Japan may want the U.S. bases out and stop collaborating with U.S. military endeavours. Japan does however not want to escape its international responsibilities. "Our contribution to rebuild Iraq and Afghanistan is great and will increase" as Mr. Fujisaki said, “Yes, We have been number two in the world for reconstructions of Iraq. Number one being United States, of course. In Afghan we are number three.”
Prime Minister Yukio Hatoyama has said he wants the U.S. bases to be moved off Okinawa, even out of Japan altogether
Japan's defence minister Mr. Toshimi Kitazawa said Thursday last, that rules governing the U.S. troop presence on Okinawa Island were “humiliating” For Japan.
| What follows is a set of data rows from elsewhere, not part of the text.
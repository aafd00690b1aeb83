//! Folds turn events into a message history.
//!
//! [`ConversationState`] is a plain value updated by two operations:
//! [`submit_user`](ConversationState::submit_user) when the user sends a
//! message and [`apply`](ConversationState::apply) for every event of the
//! streamed reply. Tool parts follow a small state machine:
//!
//! ```text
//! tool-input-start      -> ToolCall   { input-streaming }
//! tool-input-available  -> ToolCall   { input-available }
//! tool-output-available -> ToolResult { output-available }   (replaces the call in place)
//! tool-output-error     -> ToolResult { output-error }       (replaces the call in place)
//! ```
//!
//! Results are matched to calls by call id, never by position.

use std::fmt;

use serde::{Deserialize, Serialize};
use serde_json::Value;
use tracing::debug;
use uuid::Uuid;
use waymark_core::TurnEvent;

use crate::error::SessionError;

/// Author of a message.
#[derive(Debug, Clone, Copy, PartialEq, Eq, Serialize, Deserialize)]
#[serde(rename_all = "lowercase")]
pub enum Role {
    /// The person chatting.
    User,
    /// The model.
    Assistant,
    /// Instructions; never produced by the reducer.
    System,
}

impl fmt::Display for Role {
    fn fmt(&self, f: &mut fmt::Formatter<'_>) -> fmt::Result {
        f.write_str(match self {
            Self::User => "user",
            Self::Assistant => "assistant",
            Self::System => "system",
        })
    }
}

/// Whether the conversation can accept a new message.
#[derive(Debug, Clone, Copy, PartialEq, Eq, Default)]
pub enum Status {
    /// Idle.
    #[default]
    Ready,
    /// A reply is in flight.
    Streaming,
    /// The last reply failed.
    Error,
}

impl fmt::Display for Status {
    fn fmt(&self, f: &mut fmt::Formatter<'_>) -> fmt::Result {
        f.write_str(match self {
            Self::Ready => "ready",
            Self::Streaming => "streaming",
            Self::Error => "error",
        })
    }
}

/// Progress of a tool call's arguments.
#[derive(Debug, Clone, Copy, PartialEq, Eq)]
pub enum CallState {
    /// Argument text is still arriving.
    InputStreaming,
    /// Arguments are complete.
    InputAvailable,
}

/// How a tool call resolved.
#[derive(Debug, Clone, PartialEq)]
pub enum ToolOutcome {
    /// The tool's output.
    OutputAvailable(Value),
    /// Why the tool failed.
    OutputError(String),
}

/// One piece of a message, in emission order.
#[derive(Debug, Clone, PartialEq)]
pub enum Part {
    /// Generated text.
    Text {
        /// The text so far.
        text: String,
    },
    /// A tool call awaiting its result.
    ToolCall {
        /// Call identity.
        call_id: String,
        /// Tool being called.
        tool_name: String,
        /// Raw argument text received so far.
        input_text: String,
        /// Parsed arguments, `Null` until available.
        input: Value,
        /// Argument progress.
        state: CallState,
    },
    /// A resolved tool call.
    ToolResult {
        /// Call identity.
        call_id: String,
        /// Tool that ran; empty when the result arrived without a call.
        tool_name: String,
        /// Arguments the tool ran with.
        input: Value,
        /// Output or error.
        outcome: ToolOutcome,
    },
}

impl Part {
    fn call_id(&self) -> Option<&str> {
        match self {
            Self::Text { .. } => None,
            Self::ToolCall { call_id, .. } | Self::ToolResult { call_id, .. } => Some(call_id),
        }
    }

    /// The output of a successful result for `tool`.
    pub fn output_of(&self, tool: &str) -> Option<&Value> {
        match self {
            Self::ToolResult {
                tool_name,
                outcome: ToolOutcome::OutputAvailable(output),
                ..
            } if tool_name == tool => Some(output),
            _ => None,
        }
    }
}

/// A message and its parts.
#[derive(Debug, Clone, PartialEq)]
pub struct Message {
    /// Message identity.
    pub id: String,
    /// Author.
    pub role: Role,
    /// Parts in emission order.
    pub parts: Vec<Part>,
}

impl Message {
    /// All text parts concatenated.
    pub fn text(&self) -> String {
        self.parts
            .iter()
            .filter_map(|p| match p {
                Part::Text { text } => Some(text.as_str()),
                _ => None,
            })
            .collect()
    }
}

/// The message history of one session and its status.
#[derive(Debug, Clone, Default)]
pub struct ConversationState {
    messages: Vec<Message>,
    status: Status,
    last_error: Option<String>,
}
He further stated that “to build a new relationship that meets the requirements of the new era instead of getting mired in fears of offending them,”
The Minister also announced that Japan will cancel the purchase of U.S. Military Jets, specifically the F-35 and look for suppliers out side the U.S. as he said "our choice is wide open to other options, of non-American-made jets.”
Japan’s taxpayers fell that they should no longer have to neither pay for the U.S. bases nor tolerate the U.S. presence that has been continuously increasing in cost since 1948.
Kiroku Hanai, a former editorial writer for a vernacular newspaper, writes that Japan has to stop paying for the U.S. military and force the U.S. to withdraw and close all U.S. bases on Japanese soil.
"Japan is not ashamed of its Pacifistic constitution and its desire to hold on to it."
"Policing the World is not a task for the U.S. or any other supper power, but rather for a strong U.N." Mr. Hatoyama said. He did also evoke that war was not the anther to our international conflicts. 
“My grandfather Ichiro, then Prime Minister, was an advocate of the concept of yu-ai, or "fraternity". This yu-ai is a way of thinking that respects one's own freedom and individual dignity while also respecting the freedom and individual dignity of Others. “
Japan is most definitely moving in a new direction whose signs are clearly laid out by stopping all Military collaboration with the U.S. refueling program and moving the money saved in those military program into Humanitarian aid instead.
Further Japan has send out a clear message to the U.S. and other Western Nations as Japan’s foreign Minister said in October that “Tokyo's new way of contributing to the effort in Afghanistan will be in the form of humanitarian aid, which will include training former Taliban soldiers.”
Japan's new government has vowed to pursue a foreign policy independent of the U.S. and it is clear by now that this is well under way and to be a new reality that may force the U.S. to rethink their own political future that lately seems to look a lot like the former U.S.S.R. once did in 1989.
Ironically, the U.S.S.R. back then was struck by a major economic crisis, a never-ending war in Afghanistan and blessed with a President that received the Nobel peace price.
Japan has send the message, laud and clear, the question remaining, is whether the U.S. will hear it and understand it in time.
So far the U.S. have first mocked the changes in Japan, as the changes seemed to prevail though and proved to be real. The U.S. tried threats as well as fear mongering. Wish started with economic pressures, with Statements such as, 'Japan should align it self with its biggest trading partner', namely the U.S., 'if it wanted to remain part of the top producers', to wish Japan responded with diversification and new trade talks with China and other Asian and European partners.
Then came the North Korean card and fear mongering to wish Japan responded equally elegantly by insisting on continued six party negotiations rather then more confrontation.
The time for supper powers seems to be over and a new era has begun, one whose course is not yet fully shaped. Should we be wise or arrogant  will determine this era’s outcome.
Lets hope we find wisdom and move towards peace and co-operation rather them another power struggle for supremacy.
Japan has chosen peace and co-operation as well as the preservation of our Environment over power and dominance.